◆ Data listing
= = = = = = =

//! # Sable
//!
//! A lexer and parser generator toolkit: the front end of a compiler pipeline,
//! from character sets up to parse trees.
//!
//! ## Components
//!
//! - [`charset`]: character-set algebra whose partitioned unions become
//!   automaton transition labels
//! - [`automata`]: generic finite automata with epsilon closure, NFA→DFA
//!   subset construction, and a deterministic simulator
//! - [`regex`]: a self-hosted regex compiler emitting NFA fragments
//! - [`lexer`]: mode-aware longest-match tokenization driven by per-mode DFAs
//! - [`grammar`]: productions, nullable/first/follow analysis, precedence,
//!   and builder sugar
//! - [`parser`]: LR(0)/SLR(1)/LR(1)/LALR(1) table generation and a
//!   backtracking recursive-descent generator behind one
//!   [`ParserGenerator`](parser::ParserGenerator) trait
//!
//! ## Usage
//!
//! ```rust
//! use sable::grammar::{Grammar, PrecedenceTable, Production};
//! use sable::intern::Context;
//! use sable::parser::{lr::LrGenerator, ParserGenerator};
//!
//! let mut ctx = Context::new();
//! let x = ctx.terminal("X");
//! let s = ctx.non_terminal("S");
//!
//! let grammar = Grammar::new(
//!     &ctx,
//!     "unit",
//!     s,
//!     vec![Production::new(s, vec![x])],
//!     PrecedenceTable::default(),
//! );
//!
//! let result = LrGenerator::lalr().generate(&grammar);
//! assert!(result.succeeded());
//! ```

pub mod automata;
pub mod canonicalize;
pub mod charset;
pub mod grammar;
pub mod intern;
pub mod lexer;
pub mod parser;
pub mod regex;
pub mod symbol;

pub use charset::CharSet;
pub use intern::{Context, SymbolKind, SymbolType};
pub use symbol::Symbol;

= = = = = = =

◆ Required work
Transcribe all of the lines in the records precisely.

◆ Written answer
//! # Sable
//!
//! A lexer and parser generator toolkit: the front end of a compiler pipeline,
//! from character sets up to parse trees.
//!
//! ## Components
//!
//! - [`charset`]: character-set algebra whose partitioned unions become
//!   automaton transition labels
//! - [`automata`]: generic finite automata with epsilon closure, NFA→DFA
//!   subset construction, and a deterministic simulator
//! - [`regex`]: a self-hosted regex compiler emitting NFA fragments
//! - [`lexer`]: mode-aware longest-match tokenization driven by per-mode DFAs
//! - [`grammar`]: productions, nullable/first/follow analysis, precedence,
//!   and builder sugar
//! - [`parser`]: LR(0)/SLR(1)/LR(1)/LALR(1) table generation and a
//!   backtracking recursive-descent generator behind one
//!   [`ParserGenerator`](parser::ParserGenerator) trait
//!
//! ## Usage
//!
//! ```rust
//! use sable::grammar::{Grammar, PrecedenceTable, Production};
//! use sable::intern::Context;
//! use sable::parser::{lr::LrGenerator, ParserGenerator};
//!
//! let mut ctx = Context::new();
//! let x = ctx.terminal("X");
//! let s = ctx.non_terminal("S");
//!
//! let grammar = Grammar::new(
//!     &ctx,
//!     "unit",
//!     s,
//!     vec![Production::new(s, vec![x])],
//!     PrecedenceTable::default(),
//! );
//!
//! let result = LrGenerator::lalr().generate(&grammar);
//! assert!(result.succeeded());
//! ```

pub mod automata;
pub mod canonicalize;
pub mod charset;
pub mod grammar;
pub mod intern;
pub mod lexer;
pub mod parser;
pub mod regex;
pub mod symbol;

pub use charset::CharSet;
pub use intern::{Context, SymbolKind, SymbolType};
pub use symbol::Symbol;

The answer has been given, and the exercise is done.